What you should do: Say how many of the lines below include the word "Self", and write nothing else.
#### Available records
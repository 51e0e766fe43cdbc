//! Error types for the dualgraph library.

use thiserror::Error;

/// All errors that can occur in the dualgraph library.
#[derive(Error, Debug)]
pub enum GraphError {
    /// A vertex with this identifier already exists.
    #[error("Vertex {0} already exists")]
    DuplicateVertex(String),

    /// No vertex with this identifier exists.
    #[error("Vertex {0} not found")]
    UnknownVertex(String),

    /// The edge to remove does not exist.
    #[error("Edge {from} -> {to} not found")]
    EdgeNotFound { from: String, to: String },

    /// Matrix position outside the current vertex count.
    #[error("Vertex position {index} out of range (vertex count {len})")]
    IndexOutOfRange { index: usize, len: usize },

    /// IO error.
    #[error("IO error: {0}")]
    Io(#[from] std::io::Error),

    /// The external renderer failed or could not be started.
    #[error("Render error: {0}")]
    Render(String),

    /// Malformed driver input (vertex or edge list).
    #[error("Invalid input: {0}")]
    InvalidInput(String),
}

impl GraphError {
    pub(crate) fn unknown(id: &impl std::fmt::Display) -> Self {
        Self::UnknownVertex(id.to_string())
    }

    pub(crate) fn duplicate(id: &impl std::fmt::Display) -> Self {
        Self::DuplicateVertex(id.to_string())
    }
}

/// Convenience result type for dualgraph operations.
pub type GraphResult<T> = Result<T, GraphError>;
########
Response area: 4